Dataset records
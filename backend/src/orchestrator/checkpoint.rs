//! Checkpoint - Save/Load Simulation State
//!
//! Enables serialization and deserialization of complete orchestrator state
//! for pause/resume functionality.
//!
//! # Critical Invariants
//!
//! - **Determinism**: A restored run continues exactly like the original
//! - **Ledger Consistency**: Balance equals initial balance plus all transactions
//! - **Assignment Integrity**: Flights, schedules and fleet agree on who flies where
//! - **Slot Integrity**: A slot is booked iff an active booking holds it
//! - **Config Matching**: State can only be loaded with matching config

use crate::core::time::TimeManager;
use crate::models::gate::{SlotStatus, TimeWindow};
use crate::models::state::SimulationState;
use crate::models::EventLog;
use crate::orchestrator::{Orchestrator, OrchestratorConfig, SimulationError};
use crate::rng::RngManager;
use serde::{Deserialize, Serialize};
use sha2::{Digest, Sha256};
use std::collections::BTreeMap;
use tracing::info;

// ============================================================================
// Snapshot Structures
// ============================================================================

/// Complete orchestrator state snapshot
///
/// This structure captures all state necessary to resume a simulation
/// from an arbitrary point in time. The event log is not part of it.
#[derive(Debug, Clone, PartialEq, Serialize, Deserialize)]
pub struct StateSnapshot {
    /// Current tick position
    pub current_tick: usize,

    /// RNG state at time of snapshot (CRITICAL for determinism)
    pub rng_state: u64,

    /// SHA256 hash of original config (for validation)
    pub config_hash: String,

    pub state: SimulationState,
}

// ============================================================================
// Config Hashing
// ============================================================================

/// Compute deterministic hash of configuration
///
/// Uses canonical JSON serialization with sorted keys to ensure
/// identical configs produce identical hashes.
pub fn compute_config_hash<T: Serialize>(config: &T) -> Result<String, SimulationError> {
    use serde_json::Value;

    let value = serde_json::to_value(config).map_err(|e| {
        SimulationError::SerializationError(format!("Config serialization failed: {}", e))
    })?;

    // Recursively sort all object keys for canonical representation
    fn canonicalize(value: Value) -> Value {
        match value {
            Value::Object(map) => {
                let sorted: BTreeMap<String, Value> =
                    map.into_iter().map(|(k, v)| (k, canonicalize(v))).collect();
                Value::Object(sorted.into_iter().collect())
            }
            Value::Array(arr) => Value::Array(arr.into_iter().map(canonicalize).collect()),
            other => other,
        }
    }

    let json = serde_json::to_string(&canonicalize(value)).map_err(|e| {
        SimulationError::SerializationError(format!("Config serialization failed: {}", e))
    })?;

    let mut hasher = Sha256::new();
    hasher.update(json.as_bytes());
    Ok(format!("{:x}", hasher.finalize()))
}

// ============================================================================
// Validation Functions
// ============================================================================

fn invalid(msg: String) -> Result<(), SimulationError> {
    Err(SimulationError::StateValidationError(msg))
}

/// Validate state snapshot integrity
///
/// Checks critical invariants:
/// - Config hash matches
/// - Flight / schedule / fleet assignment agreement
/// - Slot booking referential integrity and no double-booked windows
/// - Ledger consistency
/// - No empty demand aggregates
pub fn validate_snapshot(
    snapshot: &StateSnapshot,
    expected_config_hash: &str,
) -> Result<(), SimulationError> {
    // 1. Config match
    if snapshot.config_hash != expected_config_hash {
        return invalid(format!(
            "Config hash mismatch: snapshot {}, expected {}",
            snapshot.config_hash, expected_config_hash
        ));
    }

    let state = &snapshot.state;

    // 2. Assignment integrity
    for (vehicle_id, flight) in &state.flights {
        let Some(route) = state.routes.get(flight.route_id()) else {
            return invalid(format!(
                "Flight of {} references unknown route {}",
                vehicle_id,
                flight.route_id()
            ));
        };
        if !route.has_vehicle(vehicle_id) {
            return invalid(format!(
                "Vehicle {} flies {} without a schedule entry",
                vehicle_id,
                route.id()
            ));
        }
    }
    for route in state.routes.values() {
        for entry in route.schedule() {
            if state.flight_on_route(route.id(), &entry.vehicle_id).is_none() {
                return invalid(format!(
                    "Scheduled vehicle {} on {} has no flight",
                    entry.vehicle_id,
                    route.id()
                ));
            }
            let assigned = state
                .fleet
                .vehicle(&entry.vehicle_id)
                .and_then(|v| v.assigned_route());
            if assigned != Some(route.id()) {
                return invalid(format!(
                    "Vehicle {} scheduled on {} but assigned to {:?}",
                    entry.vehicle_id,
                    route.id(),
                    assigned
                ));
            }
        }
    }

    // 3. Slot integrity
    for inventory in state.gates.values() {
        for gate in inventory.gates() {
            for slot in gate.slots() {
                let held_by_active = slot
                    .booking_id
                    .as_ref()
                    .and_then(|id| state.bookings.get(id))
                    .is_some_and(|b| b.active && b.slot_ids.contains(&slot.id));
                if (slot.status == SlotStatus::Booked) != held_by_active {
                    return invalid(format!(
                        "Slot {} status {:?} disagrees with its booking",
                        slot.id, slot.status
                    ));
                }
            }
        }
    }

    let mut owners: BTreeMap<(&str, &str), &str> = BTreeMap::new();
    for booking in state.bookings.values().filter(|b| b.active) {
        for slot_id in &booking.slot_ids {
            if let Some(other) =
                owners.insert((booking.gate_id.as_str(), slot_id.as_str()), booking.id.as_str())
            {
                return invalid(format!(
                    "Slot {} held by both {} and {}",
                    slot_id, other, booking.id
                ));
            }
        }
    }

    // Booked windows on one gate never overlap
    let mut windows_by_gate: BTreeMap<&str, Vec<(&str, &TimeWindow)>> = BTreeMap::new();
    for booking in state.bookings.values().filter(|b| b.active) {
        let held = windows_by_gate.entry(booking.gate_id.as_str()).or_default();
        for window in &booking.windows {
            if let Some((other, _)) = held
                .iter()
                .find(|(id, w)| *id != booking.id.as_str() && w.overlaps(window))
            {
                return invalid(format!(
                    "Bookings {} and {} overlap on gate {}",
                    other, booking.id, booking.gate_id
                ));
            }
        }
        held.extend(booking.windows.iter().map(|w| (booking.id.as_str(), w)));
    }

    // 4. Ledger consistency
    if !state.ledger.is_consistent() {
        return invalid(format!(
            "Ledger balance {} does not match its transactions",
            state.ledger.balance()
        ));
    }

    // 5. Demand aggregates
    if let Some(empty) = state.demand.aggregates().values().find(|a| a.count == 0) {
        return invalid(format!("Empty demand aggregate {}", empty.key()));
    }

    Ok(())
}

// ============================================================================
// Save / Load
// ============================================================================

impl Orchestrator {
    /// Capture the current state as a snapshot
    pub fn snapshot(&self) -> Result<StateSnapshot, SimulationError> {
        Ok(StateSnapshot {
            current_tick: self.current_tick(),
            rng_state: self.rng_manager.get_state(),
            config_hash: compute_config_hash(&self.config)?,
            state: self.state.clone(),
        })
    }

    /// Serialize the current state to JSON
    pub fn save_state(&self) -> Result<String, SimulationError> {
        let snapshot = self.snapshot()?;
        serde_json::to_string(&snapshot).map_err(|e| {
            SimulationError::SerializationError(format!("Snapshot serialization failed: {}", e))
        })
    }

    /// Restore an orchestrator from a snapshot taken with the same config
    pub fn from_snapshot(
        config: OrchestratorConfig,
        snapshot: StateSnapshot,
    ) -> Result<Self, SimulationError> {
        let expected_hash = compute_config_hash(&config)?;
        validate_snapshot(&snapshot, &expected_hash)?;

        // Builds geography and the scenario schedule from the config
        let mut orchestrator = Orchestrator::new(config)?;
        orchestrator.state = snapshot.state;
        orchestrator.time_manager = TimeManager::starting_at(snapshot.current_tick);
        orchestrator.rng_manager = RngManager::new(snapshot.rng_state);
        orchestrator.event_log = EventLog::new();

        info!(tick = snapshot.current_tick, "state restored from checkpoint");
        Ok(orchestrator)
    }

    /// Restore an orchestrator from JSON produced by [`Orchestrator::save_state`]
    pub fn load_state(config: OrchestratorConfig, json: &str) -> Result<Self, SimulationError> {
        let snapshot: StateSnapshot = serde_json::from_str(json).map_err(|e| {
            SimulationError::SerializationError(format!("Snapshot parse failed: {}", e))
        })?;
        Self::from_snapshot(config, snapshot)
    }
}
//! Save/load: restored runs continue exactly like uninterrupted ones

mod common;

use airline_simulator_core_rs::models::gate::{GateType, TimeWindow};
use airline_simulator_core_rs::{Orchestrator, SimulationError, StateSnapshot};
use serde_json::Value;

/// Orchestrator with two routes, a booking and some history
fn busy_orchestrator(seed: u64) -> Orchestrator {
    let mut orchestrator = Orchestrator::new(common::create_config(seed)).unwrap();
    let first = orchestrator.create_route("AAA", "BBB", 120).unwrap();
    let second = orchestrator.create_route("CCC", "AAB", 200).unwrap();
    orchestrator.assign_vehicle_to_route(&first, "V1", 2).unwrap();
    orchestrator.assign_vehicle_to_route(&second, "R1", 1).unwrap();
    orchestrator
        .book_gate_slot(
            &first,
            "V1",
            "AAA",
            Some(GateType::Exclusive),
            vec![TimeWindow::at_hour(7, 60)],
        )
        .unwrap();
    orchestrator.run(30).unwrap();
    orchestrator
}

/// State as JSON without the random transaction ids
fn comparable(orchestrator: &Orchestrator) -> Value {
    let mut value = serde_json::to_value(orchestrator.state()).unwrap();
    for tx in value["ledger"]["transactions"].as_array_mut().unwrap() {
        tx.as_object_mut().unwrap().remove("id");
    }
    value
}

#[test]
fn test_restored_run_matches_uninterrupted_run() {
    let mut original = busy_orchestrator(21);
    let json = original.save_state().unwrap();

    let mut restored = Orchestrator::load_state(common::create_config(21), &json).unwrap();
    assert_eq!(restored.current_tick(), 30);
    assert_eq!(comparable(&restored), comparable(&original));

    let original_results = original.run(60).unwrap();
    let restored_results = restored.run(60).unwrap();

    assert_eq!(original_results, restored_results);
    assert_eq!(comparable(&restored), comparable(&original));
    assert_eq!(restored.balance(), original.balance());
}

#[test]
fn test_snapshot_records_tick_and_rng() {
    let orchestrator = busy_orchestrator(4);
    let snapshot = orchestrator.snapshot().unwrap();

    assert_eq!(snapshot.current_tick, 30);
    assert_ne!(snapshot.rng_state, 0);
    assert_eq!(snapshot.config_hash.len(), 64);

    let parsed: StateSnapshot = serde_json::from_str(&orchestrator.save_state().unwrap()).unwrap();
    assert_eq!(parsed.current_tick, snapshot.current_tick);
    assert_eq!(parsed.rng_state, snapshot.rng_state);
}

#[test]
fn test_event_log_not_restored() {
    let orchestrator = busy_orchestrator(8);
    assert!(!orchestrator.event_log().is_empty());

    let restored =
        Orchestrator::load_state(common::create_config(8), &orchestrator.save_state().unwrap())
            .unwrap();
    assert!(restored.event_log().is_empty());
}

#[test]
fn test_load_with_different_config_rejected() {
    let orchestrator = busy_orchestrator(5);
    let json = orchestrator.save_state().unwrap();

    let mut other = common::create_config(5);
    other.initial_balance += 1;

    assert!(matches!(
        Orchestrator::load_state(other, &json),
        Err(SimulationError::StateValidationError(_))
    ));
}

#[test]
fn test_malformed_json_rejected() {
    assert!(matches!(
        Orchestrator::load_state(common::create_config(5), "{\"current_tick\": "),
        Err(SimulationError::SerializationError(_))
    ));
}

#[test]
fn test_inconsistent_assignment_rejected() {
    let orchestrator = busy_orchestrator(6);
    let mut snapshot = orchestrator.snapshot().unwrap();

    // Vehicles stay assigned but their flights vanish
    snapshot.state.flights.clear();

    assert!(matches!(
        Orchestrator::from_snapshot(common::create_config(6), snapshot),
        Err(SimulationError::StateValidationError(_))
    ));
}

#[test]
fn test_orphaned_booking_reference_rejected() {
    let orchestrator = busy_orchestrator(7);
    let mut snapshot = orchestrator.snapshot().unwrap();

    // Slots stay booked while nothing holds them
    snapshot.state.bookings.clear();

    assert!(matches!(
        Orchestrator::from_snapshot(common::create_config(7), snapshot),
        Err(SimulationError::StateValidationError(_))
    ));
}

#[test]
fn test_overlapping_booking_windows_rejected() {
    let mut orchestrator = busy_orchestrator(9);
    let route_id = orchestrator
        .get_all_routes()
        .iter()
        .find(|r| r.origin_id() == "AAA")
        .map(|r| r.id().to_string())
        .unwrap();
    let first = orchestrator
        .book_gate_slot(&route_id, "V1", "BBB", None, vec![TimeWindow::at_hour(10, 60)])
        .unwrap();
    let second = orchestrator
        .book_gate_slot(&route_id, "V1", "BBB", None, vec![TimeWindow::at_hour(12, 60)])
        .unwrap();

    let mut snapshot = orchestrator.snapshot().unwrap();
    assert_eq!(
        snapshot.state.bookings[&first].gate_id,
        snapshot.state.bookings[&second].gate_id
    );
    // Slots still agree, only the recorded windows collide
    snapshot.state.bookings.get_mut(&first).unwrap().windows = vec![TimeWindow::at_hour(11, 120)];

    assert!(matches!(
        Orchestrator::from_snapshot(common::create_config(9), snapshot),
        Err(SimulationError::StateValidationError(_))
    ));
}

* EXERCISE INSTRUCTIONS *
Every line above that carries the string "aggregates" should be copied.

* ANSWER TO THE PROBLEM *
/// - No empty demand aggregates
    // 5. Demand aggregates
    if let Some(empty) = state.demand.aggregates().values().find(|a| a.count == 0) {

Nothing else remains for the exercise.